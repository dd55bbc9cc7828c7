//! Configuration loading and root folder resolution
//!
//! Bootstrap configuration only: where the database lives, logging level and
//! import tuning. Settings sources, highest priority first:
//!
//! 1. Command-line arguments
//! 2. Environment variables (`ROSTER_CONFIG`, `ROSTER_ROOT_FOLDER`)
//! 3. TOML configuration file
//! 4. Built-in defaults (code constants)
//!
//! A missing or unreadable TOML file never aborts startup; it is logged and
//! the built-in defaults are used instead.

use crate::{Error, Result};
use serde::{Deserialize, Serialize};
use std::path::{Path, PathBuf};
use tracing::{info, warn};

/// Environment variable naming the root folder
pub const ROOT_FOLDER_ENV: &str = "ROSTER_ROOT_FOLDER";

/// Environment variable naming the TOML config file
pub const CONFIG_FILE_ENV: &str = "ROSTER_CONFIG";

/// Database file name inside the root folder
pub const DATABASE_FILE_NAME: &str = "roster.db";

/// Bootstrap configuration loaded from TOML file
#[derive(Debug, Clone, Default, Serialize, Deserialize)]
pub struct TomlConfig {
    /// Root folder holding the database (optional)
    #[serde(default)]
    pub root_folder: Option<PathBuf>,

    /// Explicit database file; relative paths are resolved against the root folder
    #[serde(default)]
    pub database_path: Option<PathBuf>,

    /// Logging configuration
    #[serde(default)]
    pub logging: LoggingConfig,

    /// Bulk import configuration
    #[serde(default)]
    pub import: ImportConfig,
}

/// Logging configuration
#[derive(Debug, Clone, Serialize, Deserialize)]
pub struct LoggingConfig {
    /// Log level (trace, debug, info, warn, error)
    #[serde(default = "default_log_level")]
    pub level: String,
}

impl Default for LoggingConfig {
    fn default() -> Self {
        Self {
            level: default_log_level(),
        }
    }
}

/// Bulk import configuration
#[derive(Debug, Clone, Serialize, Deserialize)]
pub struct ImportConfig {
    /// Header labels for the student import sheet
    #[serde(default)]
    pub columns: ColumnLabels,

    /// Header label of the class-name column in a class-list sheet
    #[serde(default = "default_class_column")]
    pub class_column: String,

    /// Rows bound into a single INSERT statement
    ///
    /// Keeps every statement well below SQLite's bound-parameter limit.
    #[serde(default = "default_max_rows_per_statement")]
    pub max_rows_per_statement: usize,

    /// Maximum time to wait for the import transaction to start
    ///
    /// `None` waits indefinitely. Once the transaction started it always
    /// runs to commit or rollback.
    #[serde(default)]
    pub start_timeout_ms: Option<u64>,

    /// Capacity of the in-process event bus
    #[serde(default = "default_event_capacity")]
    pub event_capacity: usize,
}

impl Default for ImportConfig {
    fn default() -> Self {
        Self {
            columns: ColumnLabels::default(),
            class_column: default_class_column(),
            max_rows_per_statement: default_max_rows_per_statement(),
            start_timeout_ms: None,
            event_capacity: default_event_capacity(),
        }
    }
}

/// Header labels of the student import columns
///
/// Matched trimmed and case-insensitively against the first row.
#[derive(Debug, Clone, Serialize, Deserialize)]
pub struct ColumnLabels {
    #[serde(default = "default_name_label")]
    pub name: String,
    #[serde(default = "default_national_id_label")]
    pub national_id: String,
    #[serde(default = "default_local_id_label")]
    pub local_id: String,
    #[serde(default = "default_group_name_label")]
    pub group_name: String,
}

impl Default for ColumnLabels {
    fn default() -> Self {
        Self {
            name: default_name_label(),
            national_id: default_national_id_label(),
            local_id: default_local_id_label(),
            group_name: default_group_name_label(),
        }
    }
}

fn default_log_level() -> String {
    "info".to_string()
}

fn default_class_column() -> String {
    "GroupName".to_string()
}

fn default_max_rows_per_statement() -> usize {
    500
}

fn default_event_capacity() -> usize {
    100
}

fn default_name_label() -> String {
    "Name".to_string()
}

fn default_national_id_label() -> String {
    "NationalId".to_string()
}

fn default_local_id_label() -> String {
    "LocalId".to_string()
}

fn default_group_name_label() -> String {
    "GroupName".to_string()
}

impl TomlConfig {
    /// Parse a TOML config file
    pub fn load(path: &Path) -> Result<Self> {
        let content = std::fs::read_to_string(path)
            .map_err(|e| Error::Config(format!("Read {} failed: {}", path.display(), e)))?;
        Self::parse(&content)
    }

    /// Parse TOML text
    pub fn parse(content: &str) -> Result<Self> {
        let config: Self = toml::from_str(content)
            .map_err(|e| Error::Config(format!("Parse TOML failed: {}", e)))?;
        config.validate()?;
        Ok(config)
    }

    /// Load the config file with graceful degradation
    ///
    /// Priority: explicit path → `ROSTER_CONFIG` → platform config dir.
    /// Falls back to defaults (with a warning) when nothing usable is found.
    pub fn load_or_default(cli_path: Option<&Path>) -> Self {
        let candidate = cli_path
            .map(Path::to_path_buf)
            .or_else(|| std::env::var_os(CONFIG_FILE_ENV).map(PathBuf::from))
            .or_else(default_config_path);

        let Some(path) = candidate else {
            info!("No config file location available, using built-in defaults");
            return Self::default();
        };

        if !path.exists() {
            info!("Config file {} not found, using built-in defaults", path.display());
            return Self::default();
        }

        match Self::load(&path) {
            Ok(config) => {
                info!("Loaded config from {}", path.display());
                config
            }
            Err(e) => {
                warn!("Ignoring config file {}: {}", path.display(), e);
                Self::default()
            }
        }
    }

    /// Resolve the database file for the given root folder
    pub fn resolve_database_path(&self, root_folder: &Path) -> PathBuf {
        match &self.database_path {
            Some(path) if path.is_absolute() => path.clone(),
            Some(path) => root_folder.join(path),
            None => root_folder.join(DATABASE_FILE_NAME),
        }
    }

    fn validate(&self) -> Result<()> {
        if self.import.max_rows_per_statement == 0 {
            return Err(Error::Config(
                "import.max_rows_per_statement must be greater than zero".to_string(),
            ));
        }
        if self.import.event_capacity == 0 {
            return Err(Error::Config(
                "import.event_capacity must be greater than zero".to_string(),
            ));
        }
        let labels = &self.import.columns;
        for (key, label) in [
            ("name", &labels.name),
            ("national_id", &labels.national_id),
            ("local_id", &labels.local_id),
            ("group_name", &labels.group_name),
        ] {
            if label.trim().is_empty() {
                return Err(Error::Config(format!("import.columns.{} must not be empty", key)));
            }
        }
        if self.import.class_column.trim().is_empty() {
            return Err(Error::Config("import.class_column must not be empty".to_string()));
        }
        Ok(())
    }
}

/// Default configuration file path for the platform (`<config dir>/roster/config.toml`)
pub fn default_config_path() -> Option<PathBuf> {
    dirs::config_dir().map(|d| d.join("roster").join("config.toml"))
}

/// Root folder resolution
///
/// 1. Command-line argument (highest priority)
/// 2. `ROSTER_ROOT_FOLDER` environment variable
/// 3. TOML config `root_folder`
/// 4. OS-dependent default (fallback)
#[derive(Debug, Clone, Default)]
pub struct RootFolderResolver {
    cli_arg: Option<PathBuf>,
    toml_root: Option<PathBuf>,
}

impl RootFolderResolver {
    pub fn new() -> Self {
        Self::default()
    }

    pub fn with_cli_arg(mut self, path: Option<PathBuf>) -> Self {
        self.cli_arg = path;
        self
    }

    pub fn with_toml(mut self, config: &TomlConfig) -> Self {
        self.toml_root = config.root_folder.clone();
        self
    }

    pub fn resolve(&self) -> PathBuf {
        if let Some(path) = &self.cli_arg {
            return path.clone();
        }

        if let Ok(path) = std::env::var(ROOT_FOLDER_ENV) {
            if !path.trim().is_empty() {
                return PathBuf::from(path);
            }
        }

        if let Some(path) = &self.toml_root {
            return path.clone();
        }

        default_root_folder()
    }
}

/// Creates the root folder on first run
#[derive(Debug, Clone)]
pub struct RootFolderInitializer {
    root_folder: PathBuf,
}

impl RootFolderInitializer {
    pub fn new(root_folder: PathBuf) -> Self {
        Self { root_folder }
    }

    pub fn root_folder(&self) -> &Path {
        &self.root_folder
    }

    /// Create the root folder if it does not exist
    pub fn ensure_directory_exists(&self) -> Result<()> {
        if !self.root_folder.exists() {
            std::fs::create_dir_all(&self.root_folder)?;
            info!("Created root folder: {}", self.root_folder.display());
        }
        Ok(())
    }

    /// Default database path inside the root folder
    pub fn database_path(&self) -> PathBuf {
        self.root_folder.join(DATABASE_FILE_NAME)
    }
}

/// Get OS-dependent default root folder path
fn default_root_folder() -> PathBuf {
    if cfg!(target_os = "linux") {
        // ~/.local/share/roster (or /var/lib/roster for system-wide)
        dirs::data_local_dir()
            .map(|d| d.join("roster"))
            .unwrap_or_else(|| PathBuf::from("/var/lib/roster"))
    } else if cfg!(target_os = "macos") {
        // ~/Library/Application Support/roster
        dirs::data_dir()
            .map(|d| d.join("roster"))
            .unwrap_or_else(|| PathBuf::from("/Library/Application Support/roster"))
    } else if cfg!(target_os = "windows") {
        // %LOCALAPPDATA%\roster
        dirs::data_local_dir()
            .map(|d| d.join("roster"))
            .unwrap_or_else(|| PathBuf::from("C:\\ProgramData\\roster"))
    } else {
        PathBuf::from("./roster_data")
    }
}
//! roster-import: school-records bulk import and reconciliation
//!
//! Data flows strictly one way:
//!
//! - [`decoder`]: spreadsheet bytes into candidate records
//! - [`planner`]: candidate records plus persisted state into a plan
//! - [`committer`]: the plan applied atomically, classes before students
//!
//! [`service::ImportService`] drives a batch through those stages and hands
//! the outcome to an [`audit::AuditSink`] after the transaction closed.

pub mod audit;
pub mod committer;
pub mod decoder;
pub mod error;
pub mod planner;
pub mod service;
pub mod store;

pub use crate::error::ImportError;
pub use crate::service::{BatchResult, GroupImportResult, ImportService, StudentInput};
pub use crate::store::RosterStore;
########################################
→ **EXERCISE DETAILS**: If a line in the listing contains the string "using", copy it.

→ **RESPONSE AREA**:
            info!("No config file location available, using built-in defaults");
            info!("Config file {} not found, using built-in defaults", path.display());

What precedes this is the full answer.